Personally, I would keep looking. Unless their website is not up to date, it looks like they only have 2 dogs, which they breed to each other. Rebel does not have a hip clearance listed on OFA, he may have had his hips cleared through OVC, but you need the clearance number to be able to independently verify the clearance. His eye clearance is also out of date, it may have been updated and not sent in to OFA. Eyes need to be cleared yearly (CERF), the breeder should have a hard copy if they have been updated. He is out of standard for a male at 85 lbs. His pedigree on K9data appears to have no champions in it. He also has Bonnieview Kennels in Ontario, who I would avoid like the plague. Little Miss Molly, they do not give the kennel prefix to check the clearances, I found one listed on OFA for Pheasanthill Little Miss Molly. If it is the correct one, she has hips and elbows and an outdated CERF exam. There is no heart clearance listed, you would need to ask the breeder for that and an up to date eye clearance. Again there are no titled dogs in her pedigree (based on a prefix of Pheasant Hill). The do not show their dogs in any venue, which would prove that they are breeding dogs that meet the breed standard or can do what goldens are bred to do. Maybe someone who is better with looking up clearances can have more success. 

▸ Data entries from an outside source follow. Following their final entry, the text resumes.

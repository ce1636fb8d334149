//! Debug messenger utils.
use std::{
    ffi::{c_void, CStr},
    io::{self, Write},
};

use ash::vk;
use cstr::cstr;
use thiserror::Error;

use crate::RuntimeInstance;

/// Name of the dynamic entry point creating a debug messenger.
pub const CREATE_DEBUG_UTILS_MESSENGER: &CStr = cstr!("vkCreateDebugUtilsMessengerEXT");
/// Name of the dynamic entry point destroying a debug messenger.
pub const DESTROY_DEBUG_UTILS_MESSENGER: &CStr = cstr!("vkDestroyDebugUtilsMessengerEXT");

/// Severity and category filter of a debug messenger.
#[derive(Debug, Copy, Clone, PartialEq, Eq)]
pub struct DebugMessengerFilter {
    /// Severities forwarded to the callback.
    pub message_severity: vk::DebugUtilsMessageSeverityFlagsEXT,
    /// Message categories forwarded to the callback.
    pub message_type: vk::DebugUtilsMessageTypeFlagsEXT,
}

impl Default for DebugMessengerFilter {
    /// Verbose, warning and error messages of every category. Info is left
    /// out, it reports every resource creation.
    fn default() -> Self {
        DebugMessengerFilter {
            message_severity: vk::DebugUtilsMessageSeverityFlagsEXT::VERBOSE
                | vk::DebugUtilsMessageSeverityFlagsEXT::WARNING
                | vk::DebugUtilsMessageSeverityFlagsEXT::ERROR,
            message_type: vk::DebugUtilsMessageTypeFlagsEXT::GENERAL
                | vk::DebugUtilsMessageTypeFlagsEXT::VALIDATION
                | vk::DebugUtilsMessageTypeFlagsEXT::PERFORMANCE,
        }
    }
}

impl DebugMessengerFilter {
    /// Filter for the severity of debug messages.
    #[inline]
    pub fn message_severity(mut self, severity: vk::DebugUtilsMessageSeverityFlagsEXT) -> Self {
        self.message_severity = severity;
        self
    }

    /// Filter for the type of debug messages.
    #[inline]
    pub fn message_type(mut self, ty: vk::DebugUtilsMessageTypeFlagsEXT) -> Self {
        self.message_type = ty;
        self
    }

    /// Builds the messenger descriptor for this filter, pointing at
    /// [`validation_callback`] without any user data.
    ///
    /// This is plain data and does not create anything. The same descriptor
    /// is chained into instance creation and used for the persistent
    /// messenger.
    pub fn create_info(&self) -> vk::DebugUtilsMessengerCreateInfoEXT {
        vk::DebugUtilsMessengerCreateInfoEXT::builder()
            .message_severity(self.message_severity)
            .message_type(self.message_type)
            .pfn_user_callback(Some(validation_callback))
            .build()
    }
}

/// Writes `message` to `out` in the diagnostic sink format.
pub fn write_validation_message(out: &mut impl Write, message: &str) -> io::Result<()> {
    writeln!(out, "validation layer: {message}")
}

/// The debug callback installed by [`DebugMessengerFilter::create_info`].
///
/// Writes the message to stderr and never asks the runtime to abort the
/// call that triggered it.
pub unsafe extern "system" fn validation_callback(
    _message_severity: vk::DebugUtilsMessageSeverityFlagsEXT,
    _message_type: vk::DebugUtilsMessageTypeFlagsEXT,
    p_callback_data: *const vk::DebugUtilsMessengerCallbackDataEXT,
    _p_user_data: *mut c_void,
) -> vk::Bool32 {
    let message = if p_callback_data.is_null() || (*p_callback_data).p_message.is_null() {
        "".into()
    } else {
        CStr::from_ptr((*p_callback_data).p_message).to_string_lossy()
    };

    // A failed write to stderr has nowhere better to go.
    let _ = write_validation_message(&mut io::stderr().lock(), &message);

    vk::FALSE
}

/// Errors that can occur while creating the debug messenger.
#[derive(Debug, Error)]
pub enum DebugMessengerError {
    /// The instance does not expose `vkCreateDebugUtilsMessengerEXT`.
    #[error("vkCreateDebugUtilsMessengerEXT not present")]
    DiagnosticsEntryPointMissing,
    /// The runtime rejected the messenger.
    #[error("failed to set up debug messenger")]
    DiagnosticMessengerCreationFailed(#[source] vk::Result),
}

unsafe fn resolve_create(
    instance: &impl RuntimeInstance,
) -> Option<vk::PFN_vkCreateDebugUtilsMessengerEXT> {
    let function = instance.get_instance_proc_addr(CREATE_DEBUG_UTILS_MESSENGER)?;
    Some(std::mem::transmute::<
        unsafe extern "system" fn(),
        vk::PFN_vkCreateDebugUtilsMessengerEXT,
    >(function))
}

unsafe fn resolve_destroy(
    instance: &impl RuntimeInstance,
) -> Option<vk::PFN_vkDestroyDebugUtilsMessengerEXT> {
    let function = instance.get_instance_proc_addr(DESTROY_DEBUG_UTILS_MESSENGER)?;
    Some(std::mem::transmute::<
        unsafe extern "system" fn(),
        vk::PFN_vkDestroyDebugUtilsMessengerEXT,
    >(function))
}

/// The persistent debug messenger, living between instance creation and
/// instance destruction.
///
/// Entry points are resolved through the instance on every create and
/// destroy, nothing is cached.
#[derive(Debug)]
pub struct DebugMessenger {
    handle: vk::DebugUtilsMessengerEXT,
}

impl DebugMessenger {
    /// Creates the messenger through `vkCreateDebugUtilsMessengerEXT`.
    pub unsafe fn create(
        instance: &impl RuntimeInstance,
        filter: &DebugMessengerFilter,
    ) -> Result<Self, DebugMessengerError> {
        let create = resolve_create(instance)
            .ok_or(DebugMessengerError::DiagnosticsEntryPointMissing)?;

        let create_info = filter.create_info();
        let mut handle = vk::DebugUtilsMessengerEXT::null();
        create(instance.handle(), &create_info, std::ptr::null(), &mut handle)
            .result()
            .map_err(DebugMessengerError::DiagnosticMessengerCreationFailed)?;

        log::debug!("created debug messenger {handle:?}");
        Ok(DebugMessenger { handle })
    }

    /// The messenger handle.
    #[inline]
    pub fn handle(&self) -> vk::DebugUtilsMessengerEXT {
        self.handle
    }

    /// Destroys the messenger. Must run before `instance` is destroyed.
    ///
    /// When the destroy entry point cannot be resolved this returns without
    /// doing anything; destroying the instance reclaims the messenger.
    pub unsafe fn destroy(self, instance: &impl RuntimeInstance) {
        match resolve_destroy(instance) {
            Some(destroy) => {
                destroy(instance.handle(), self.handle, std::ptr::null());
                log::debug!("destroyed debug messenger {:?}", self.handle);
            }
            None => log::debug!(
                "{DESTROY_DEBUG_UTILS_MESSENGER:?} not present, leaving messenger to the instance"
            ),
        }
    }
}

Are you aware they are not planning a breeding until the fall 2013 or spring 2014?


----------



## Toddtaje (Jan 16, 2013)

Thank you for the insight. I have talked to them and yes i do relize they are not expecting a litter until the fall, which would be fine. But all indicators are pointing me to stay away


----------



## Millie'sMom (Sep 7, 2012)

Toddtaje said:


> Thank you for the insight. I have talked to them and yes i do relize they are not expecting a litter until the fall, which would be fine. *But all indicators are pointing me to stay away*


Follow your instincts.


----------



## Toddtaje (Jan 16, 2013)

Anyone know of a breeder near Edmonton planning for a litter after July? There are a few I talked to and it seems they have just had a litter or are just about to. Or am i planning a bit too far in advance?


----------



## Millie'sMom (Sep 7, 2012)

Not planning to far in advance, most puppies from reputable breeders are spoken for before they are born. How far are you willing to travel to get your puppy?


----------



## Toddtaje (Jan 16, 2013)

As for travel distance, i would like them to be faily close, as in North of say Red Deer to an hour North of Edmonton. I would like to visit the breeder first and then again a few weeks after the pps being born. There are quite a few breeders near Calgary but that is 3hr drive both ways.


----------



## Millie'sMom (Sep 7, 2012)

I am in Ontario, and the only breeder I have heard about is Verdoro. They are located in Ardrossan Alberta, but I am do not know how far that is from Edmonton.


----------



## Toddtaje (Jan 16, 2013)

They are close. I have emailed them, but have not heard back yet. Aparently he/she is a vet so may be too busy to get back right away, although i did email a few days ago now


----------



## Millie'sMom (Sep 7, 2012)

Patience is a virtue, and I am sure she will get back to you soon. I would give her at least a week. Also if she does not have puppies in the right time frame for you, she will be happy to refer you to somebody she feels is reputable.


----------



## lizzzys (Feb 3, 2014)

Ash said:


> It is looking like she will have pups ready to go early April. Good luck.


Ash, do you still breed Golden Retrievers in AB? I can't seem to find any current information on your kennel Chantilly Goldens.


----------